**TASK STATEMENT**.
Please set down the line that contains "self.patch = Some(operation);" and every line below it through the last, exactly as written, with no other lines.

--- SUPPLIED RECORDS Enclosed Below ---

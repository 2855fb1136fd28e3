//! Path item entity.

use super::{
    Operation,
    extensions::{Extensions, deserialize_extensions},
};

/// Describes the operations available on a single path.
///
/// Path items are the entry values of a [`Paths`](super::Paths) object.
#[derive(Debug, Clone, PartialEq, Default, serde::Serialize, serde::Deserialize)]
pub struct PathItem {
    /// A reference to a path item defined elsewhere.
    #[serde(rename = "$ref", skip_serializing_if = "Option::is_none")]
    pub ref_path: Option<String>,

    /// The GET operation on this path.
    #[serde(skip_serializing_if = "Option::is_none")]
    pub get: Option<Operation>,

    /// The PUT operation on this path.
    #[serde(skip_serializing_if = "Option::is_none")]
    pub put: Option<Operation>,

    /// The POST operation on this path.
    #[serde(skip_serializing_if = "Option::is_none")]
    pub post: Option<Operation>,

    /// The DELETE operation on this path.
    #[serde(skip_serializing_if = "Option::is_none")]
    pub delete: Option<Operation>,

    /// The OPTIONS operation on this path.
    #[serde(skip_serializing_if = "Option::is_none")]
    pub options: Option<Operation>,

    /// The HEAD operation on this path.
    #[serde(skip_serializing_if = "Option::is_none")]
    pub head: Option<Operation>,

    /// The PATCH operation on this path.
    #[serde(skip_serializing_if = "Option::is_none")]
    pub patch: Option<Operation>,

    /// Parameters shared by all operations on this path, kept as raw JSON.
    #[serde(skip_serializing_if = "Option::is_none")]
    pub parameters: Option<Vec<serde_json::Value>>,

    /// Extension properties. Unknown keys without the `x-` prefix are dropped on decode.
    #[serde(flatten, deserialize_with = "deserialize_extensions")]
    pub extensions: Extensions,
}

impl PathItem {
    /// Creates a new empty path item.
    pub fn new() -> Self {
        Self::default()
    }

    /// Sets the reference path.
    pub fn ref_path(mut self, ref_path: impl Into<String>) -> Self {
        self.ref_path = Some(ref_path.into());
        self
    }

    /// Sets the GET operation.
    pub fn get(mut self, operation: Operation) -> Self {
        self.get = Some(operation);
        self
    }

    /// Sets the PUT operation.
    pub fn put(mut self, operation: Operation) -> Self {
        self.put = Some(operation);
        self
    }

    /// Sets the POST operation.
    pub fn post(mut self, operation: Operation) -> Self {
        self.post = Some(operation);
        self
    }

    /// Sets the DELETE operation.
    pub fn delete(mut self, operation: Operation) -> Self {
        self.delete = Some(operation);
        self
    }

    /// Sets the OPTIONS operation.
    pub fn options(mut self, operation: Operation) -> Self {
        self.options = Some(operation);
        self
    }

    /// Sets the HEAD operation.
    pub fn head(mut self, operation: Operation) -> Self {
        self.head = Some(operation);
        self
    }

    /// Sets the PATCH operation.
    pub fn patch(mut self, operation: Operation) -> Self {
        self.patch = Some(operation);
        self
    }

    /// Sets the shared parameters.
    pub fn parameters(mut self, parameters: Vec<serde_json::Value>) -> Self {
        self.parameters = Some(parameters);
        self
    }

    /// Sets the extensions for the path item.
    pub fn extensions(mut self, extensions: Extensions) -> Self {
        self.extensions = extensions;
        self
    }
}
//! Map type re-exports for conditional ordering.
//!
//! This module provides the `Map` type alias that is used throughout the Swagger document model.
//! The concrete type depends on the `preserve_order` feature:
//! - When `preserve_order` is enabled: `IndexMap` (preserves insertion order)
//! - When disabled (default): `BTreeMap` (sorted by keys)

cfg_if::cfg_if! {
    if #[cfg(feature = "preserve_order")] {
        pub use indexmap::IndexMap as Map;
    } else {
        pub use std::collections::BTreeMap as Map;
    }
}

--- End of Enclosed SUPPLIED RECORDS ---

**WRITTEN SOLUTION**.
        self.patch = Some(operation);
        self
    }

    /// Sets the shared parameters.
    pub fn parameters(mut self, parameters: Vec<serde_json::Value>) -> Self {
        self.parameters = Some(parameters);
        self
    }

    /// Sets the extensions for the path item.
    pub fn extensions(mut self, extensions: Extensions) -> Self {
        self.extensions = extensions;
        self
    }
}
//! Map type re-exports for conditional ordering.
//!
//! This module provides the `Map` type alias that is used throughout the Swagger document model.
//! The concrete type depends on the `preserve_order` feature:
//! - When `preserve_order` is enabled: `IndexMap` (preserves insertion order)
//! - When disabled (default): `BTreeMap` (sorted by keys)

cfg_if::cfg_if! {
    if #[cfg(feature = "preserve_order")] {
        pub use indexmap::IndexMap as Map;
    } else {
        pub use std::collections::BTreeMap as Map;
    }
}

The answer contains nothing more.